The Windows Mystery

Mac users are often criticized for their smug, superior attitudes, and for their zealotry. I’m no fan of zealotry myself, but am nonetheless guilty of these attitudes from time to time. I’d like to explain why, in as humble and balanced a manner as I can.
Suppose you own a car. Any car will do…let’s say a Honda Civic. Like any car, it’s not perfect. From time to time, it needs maintenance or repair. The vast majority of the time, it works: You can get into it and drive places at reasonable speed. You expect as much from your car.
Now, you look around and realize other people’s cars are different. They break a lot: Instead of monthly maintenance, they need daily maintenance. Instead of breaking down every year or two, they break down every week or two. Bugs get into the engine periodically and they can’t go over 30 on the highway. They’re hard to drive, too: Tasks that are easy in your car seem complicated, and simple maintenance that you can do yourself requires a lot of mechanical knowhow on these other cars and risks destroying the engine.
Yet 95% of the population owns these cars. It’s a mystery. They’re not much cheaper than your car, and there isn’t anything they can do that your car can’t.
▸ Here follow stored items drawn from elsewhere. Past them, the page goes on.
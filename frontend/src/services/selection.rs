//! Tracks the single file chosen by the user.

use web_sys::{File, FileList, HtmlInputElement};

use crate::types::SelectedFile;

/// Holds zero or one [`SelectedFile`].
///
/// Every selection replaces the previous one.
#[derive(Clone, Debug, PartialEq)]
pub struct SelectionManager<B> {
    current: Option<SelectedFile<B>>,
}

impl<B> Default for SelectionManager<B> {
    fn default() -> Self {
        Self { current: None }
    }
}

impl<B> SelectionManager<B> {
    pub fn new() -> Self {
        Self::default()
    }

    /// The active selection, if any.
    pub fn current(&self) -> Option<&SelectedFile<B>> {
        self.current.as_ref()
    }

    pub fn is_empty(&self) -> bool {
        self.current.is_none()
    }

    /// Replace the active selection.
    pub fn select(&mut self, file: SelectedFile<B>) -> &SelectedFile<B> {
        self.current.insert(file)
    }

    /// Select the first of `files`. An empty list keeps the previous selection.
    pub fn select_first<I>(&mut self, files: I) -> Option<&SelectedFile<B>>
    where
        I: IntoIterator<Item = SelectedFile<B>>,
    {
        let file = files.into_iter().next()?;
        Some(self.select(file))
    }
}

impl SelectionManager<File> {
    /// Read the file chosen through the picker control.
    pub fn select_from_input(&mut self, input: &HtmlInputElement) -> Option<&SelectedFile<File>> {
        let files = input.files()?;
        let file = self.select_first(web_files(&files))?;
        log::debug!("Selected from picker: {} ({} bytes)", file.name, file.size);
        Some(file)
    }

    /// Take the first dropped file and mirror the dropped list into the picker.
    pub fn select_from_drop(
        &mut self,
        dropped: &FileList,
        input: Option<&HtmlInputElement>,
    ) -> Option<&SelectedFile<File>> {
        self.select_first(web_files(dropped))?;
        if let Some(input) = input {
            input.set_files(Some(dropped));
        }
        let file = self.current()?;
        log::debug!("Selected from drop: {} ({} bytes)", file.name, file.size);
        Some(file)
    }
}

/// Files of a browser list, in order.
fn web_files(files: &FileList) -> impl Iterator<Item = SelectedFile<File>> + '_ {
    (0..files.length())
        .filter_map(|index| files.get(index))
        .map(SelectedFile::from_web_file)
}
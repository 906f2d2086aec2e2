//! Entry point for the WASM application

use direct_upload::App;
use leptos::*;

pub fn main() {
    console_error_panic_hook::set_once();
    _ = console_log::init_with_level(log::Level::Debug);

    log::info!("🦀 Direct Upload - Starting Leptos App");

    mount_to_body(|| view! { <App/> })
}
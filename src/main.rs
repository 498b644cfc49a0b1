use std::process;

use log::{error, info};

use descriptive_stats::{summary, StatsError, Value};

const SAMPLES: [&str; 7] = [
    "[4, 2, 6, 1, 3, 7, 5, 3]",
    "[9, 1, 4, 3, 4, 9]",
    "[1, 1, 1, 1, 1]",
    "[42]",
    "[]",
    "\"x\"",
    "[1, 2, \"3\"]",
];

fn failure_kind(err: &StatsError) -> &'static str {
    match err {
        StatsError::NotASequence { .. } => "not a sequence",
        StatsError::InvalidElement { .. } => "invalid element",
        StatsError::EmptySequence => "empty sequence",
    }
}

/// Summarize one JSON document. Returns `false` if it was rejected.
fn run(input: &str) -> bool {
    let value = match serde_json::from_str::<Value>(input) {
        Ok(value) => value,
        Err(err) => {
            error!("Unable to parse `{}` as JSON. Reason: `{}`.", input, err);
            return false;
        }
    };

    match summary(&value) {
        Ok(summary) => {
            println!("{} => {}", value, summary);
            true
        }
        Err(err) => {
            error!("{} => {}: {}", value, failure_kind(&err), err);
            false
        }
    }
}

fn main() {
    pretty_env_logger::init();

    let args = std::env::args().skip(1).collect::<Vec<_>>();
    if args.is_empty() {
        info!("No input given, running {} sample data sets", SAMPLES.len());
        for sample in SAMPLES.iter() {
            run(sample);
        }
        return;
    }

    let failed = args.iter().filter(|input| !run(input)).count();
    if failed > 0 {
        error!("{} of {} inputs failed", failed, args.len());
        process::exit(1);
    }
}
use std::fmt;

use serde::{Deserialize, Serialize};

use crate::dataset::Dataset;
use crate::error::Result;
use crate::stats::{average, maximum, median, minimum, mode, range, standard_deviation};
use crate::validate::validate;

/// All descriptive statistics of one data set.
///
/// Serializes with camelCase keys; an absent mode becomes `null`.
#[derive(Debug, Clone, PartialEq, Serialize, Deserialize)]
#[serde(rename_all = "camelCase")]
pub struct Summary {
    pub average: f64,
    pub maximum: f64,
    pub median: f64,
    pub minimum: f64,
    pub mode: Option<Vec<f64>>,
    pub range: f64,
    pub standard_deviation: f64,
}

/// Compute every statistic of `data` at once.
pub fn summary<D>(data: &D) -> Result<Summary>
where
    D: Dataset + ?Sized,
{
    validate(data)?;

    Ok(Summary {
        average: average(data)?,
        maximum: maximum(data)?,
        median: median(data)?,
        minimum: minimum(data)?,
        mode: mode(data)?,
        range: range(data)?,
        standard_deviation: standard_deviation(data)?,
    })
}

impl fmt::Display for Summary {
    fn fmt(&self, f: &mut fmt::Formatter<'_>) -> fmt::Result {
        write!(
            f,
            "Average - {} > Max - {} > Median - {} > Min - {} > Mode - ",
            self.average, self.maximum, self.median, self.minimum
        )?;
        match &self.mode {
            Some(modes) => write!(f, "{:?}", modes)?,
            None => write!(f, "none")?,
        }
        write!(
            f,
            " > Range - {} > Std Dev - {:.4}",
            self.range, self.standard_deviation
        )
    }
}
So you’re baffled. You start asking around: Why put up with these awful cars? Why not get a Honda Civic? These other car owners aren’t able to come up with a clear answer, but nonetheless they’re convinced that somehow, they don’t have a choice. You explain that they do: They could get a car just like yours and drive all the places they drive now, but without breaking down all the time. You show them all the other great stuff your car does. They’re interested, envious: It’s as though you’ve won the lottery and built a fantasy life they could only dream of. It’s weird and disturbing, all these people putting up with these horrible machines for no apparent reason.
That’s how Mac users feel, looking at the rest of the population. Sure, it makes us smug sometimes, but I think for many of us that smugness is born of a deep confusion. We have all the tools they have: Microsoft Office, Adobe Photoshop, Quicken, Web browsers and email tools, instant messaging, games, etc. We have tools they don’t have like OmniGraffle (which does Visio better than Visio does) and Keynote (which does Powerpoint better than Powerpoint does). We see Windows users struggling with administrative tasks that are simple for us. We hear about spyware, and adware, and viruses, things we just don’t have to deal with, and we look on in horror as Windows users shrug and accept these completely unnecessary evils, as their computers slow to a crawl and become infested with porn-filled popups.
We try to explain: We have everything they have without the drawbacks. In response we get talking points about supported applications or compatibility issues. We explain that we have all the applications they use. We explain that Macs read and write the same file formats as Windows. We explain that Macs can connect to Windows office networks, print to Windows printers, and operate well in a Windows-centric world. But by then their eyes have glazed over: Just another Mac nut evangelizing. Get out of the conversation and move on.
It doesn’t make sense. And it won’t change unless people take action. If your computer is unpleasant to use, if you’re tired of weird crashes, if you wish you didn’t have to scan for spyware and viruses all the time, if you wish you could administer your computer effectively without becoming an IT expert, if you want all those flashy things that those Mac guys on their iBooks in Starbucks have, then do something about it. Microsoft has no reason to make things better if consumers accept the product as it is.
The choice is yours to make; please stop telling us it isn’t.